April 24th, 2008 at 7:33 am
We’ve previously covered the Senate’s boon to trial lawyers at the expense of consumers and shareholders, the Consumer Product Safety Commission Act, S. 2663: Feb. 20; Feb. 25; Mar. 5. (The bill was amended somewhat since we complained but Democrats, on a party line vote, tabled critical amendments to prohibit the use of contingent-fee attorneys and permit prevailing parties to recover attorneys’ fees.) The House passed a somewhat more sensible version of the bill unanimously, but Pelosi, for some reason, is trying to bypass her chamber’s proponents in constructing the “conference committee” that will work out the differences between the bills in favor of those of trial lawyers. Today’s Washington Examiner has the unholy details.

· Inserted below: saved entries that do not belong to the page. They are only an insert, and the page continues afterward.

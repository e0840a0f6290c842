use bytes::{Buf, Bytes};

use crate::connection::writer::BufferedConnectionWriter;
use crate::contact::Route;
use crate::util::buf_ext::BufExt;


/// The read side paired with [BufferedConnectionWriter]: a cursor over one received message.
///  Block boundaries from the sender are not visible here, the message is one logical stream.
#[derive(Debug)]
pub struct ConnectionReader {
    data: Bytes,
    size: usize,
    text_mode: bool,
    envelope: Option<String>,
    route: Route,
    reply: Option<BufferedConnectionWriter>,
}

impl ConnectionReader {
    pub fn new(data: Bytes, text_mode: bool) -> ConnectionReader {
        ConnectionReader {
            size: data.len(),
            data,
            text_mode,
            envelope: None,
            route: Route::default(),
            reply: None,
        }
    }

    pub fn with_route(mut self, route: Route) -> ConnectionReader {
        self.route = route;
        self
    }

    pub fn with_envelope(mut self, envelope: Option<String>) -> ConnectionReader {
        self.envelope = envelope;
        self
    }

    /// replaces the unread data, e.g. after a carrier transformed it
    pub fn with_data(mut self, data: Bytes) -> ConnectionReader {
        self.size = data.len();
        self.data = data;
        self
    }

    /// Makes a reply writer available, meaning the sender waits for a reply.
    pub fn with_reply_writer(mut self) -> ConnectionReader {
        self.reply = Some(BufferedConnectionWriter::new(self.text_mode));
        self
    }

    pub fn is_text_mode(&self) -> bool {
        self.text_mode
    }

    /// total size of the message in bytes
    pub fn size(&self) -> usize {
        self.size
    }

    pub fn remaining(&self) -> usize {
        self.data.remaining()
    }

    pub fn route(&self) -> &Route {
        &self.route
    }

    pub fn envelope(&self) -> Option<&str> {
        self.envelope.as_deref()
    }

    pub fn expect_int(&mut self) -> anyhow::Result<i32> {
        self.data.try_get_i32_le()
    }

    pub fn expect_int64(&mut self) -> anyhow::Result<i64> {
        self.data.try_get_i64_le()
    }

    pub fn expect_u32(&mut self) -> anyhow::Result<u32> {
        self.data.try_get_u32_le()
    }

    pub fn expect_double(&mut self) -> anyhow::Result<f64> {
        self.data.try_get_f64_le()
    }

    pub fn expect_string(&mut self) -> anyhow::Result<String> {
        self.data.try_get_string()
    }

    pub fn expect_block(&mut self, len: usize) -> anyhow::Result<Bytes> {
        self.data.try_get_bytes(len)
    }

    /// Reads text up to the next newline (which is consumed but not returned), or to the end of
    ///  the message if there is no newline.
    pub fn expect_text(&mut self) -> anyhow::Result<String> {
        let line = match self.data.iter().position(|&b| b == b'\n') {
            Some(idx) => {
                let line = self.data.split_to(idx);
                self.data.advance(1);
                line
            }
            None => self.data.split_to(self.data.len()),
        };

        let line = match line.last() {
            Some(b'\r') => line.slice(..line.len() - 1),
            _ => line,
        };
        Ok(String::from_utf8(line.to_vec())?)
    }

    /// the unread part of the message, without consuming it
    pub fn unread(&self) -> Bytes {
        self.data.clone()
    }

    /// the rest of the message, unparsed
    pub fn take_remaining(&mut self) -> Bytes {
        self.data.split_to(self.data.len())
    }

    /// Returns the writer for a reply if the sender waits for one.
    pub fn reply_writer(&mut self) -> Option<&mut BufferedConnectionWriter> {
        self.reply.as_mut()
    }

    pub fn is_reply_expected(&self) -> bool {
        self.reply.is_some()
    }

    pub fn take_reply_writer(&mut self) -> Option<BufferedConnectionWriter> {
        self.reply.take()
    }
}

#[cfg(test)]
mod tests {
    use rstest::rstest;
    use super::*;

    #[rstest]
    #[case::empty(0)]
    #[case::one_int(1)]
    #[case::kilobyte_string(2)]
    #[case::megabyte_external(3)]
    fn test_round_trip(#[case] kind: u8) {
        let kilobyte_string = "x".repeat(1024);
        let megabyte = Bytes::from(vec![0x5au8; 1024*1024]);

        let mut writer = BufferedConnectionWriter::new(false);
        match kind {
            0 => {}
            1 => writer.append_int(14),
            2 => writer.append_string(&kilobyte_string),
            _ => {
                writer.append_int(megabyte.len() as i32);
                writer.append_external_block(megabyte.clone());
                writer.append_int(-1);
            }
        }

        let mut reader = ConnectionReader::new(writer.to_bytes(), false);
        match kind {
            0 => {}
            1 => assert_eq!(reader.expect_int().unwrap(), 14),
            2 => assert_eq!(reader.expect_string().unwrap(), kilobyte_string),
            _ => {
                let len = reader.expect_int().unwrap() as usize;
                assert_eq!(reader.expect_block(len).unwrap(), megabyte);
                assert_eq!(reader.expect_int().unwrap(), -1);
            }
        }
        assert_eq!(reader.remaining(), 0);
        assert!(reader.expect_int().is_err());
    }

    #[rstest]
    #[case::two_lines(b"abc\ndef\n", "abc", "def")]
    #[case::no_newline(b"abc", "abc", "")]
    #[case::crlf(b"abc\r\nx", "abc", "x")]
    fn test_expect_text(#[case] data: &'static [u8], #[case] first: &str, #[case] second: &str) {
        let mut reader = ConnectionReader::new(Bytes::from_static(data), true);
        assert_eq!(reader.expect_text().unwrap(), first);
        assert_eq!(reader.expect_text().unwrap(), second);
    }

    #[test]
    fn test_reply_writer_follows_mode() {
        let mut reader = ConnectionReader::new(Bytes::new(), true).with_reply_writer();
        assert!(reader.is_reply_expected());
        assert!(reader.reply_writer().unwrap().is_text_mode());
        assert!(reader.take_reply_writer().is_some());
        assert!(!reader.is_reply_expected());
    }
}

In CPSC Act; litigation lobby; Nancy Pelosi; politics; trial lawyer earmarks
March 5th, 2008 at 8:24 am
Andrew M. Grossman and James L. Gattuso analyze the CPSC Reform Act, S. 2663 (the update to S. 2045). We discussed Feb. 20 and Feb. 25, as well as briefly Jan. 1. Update: After the jump, Senator DeMint’s office provides the “Top Ten Reasons to Oppose the CPSC “Reform” Act (S. 2663)”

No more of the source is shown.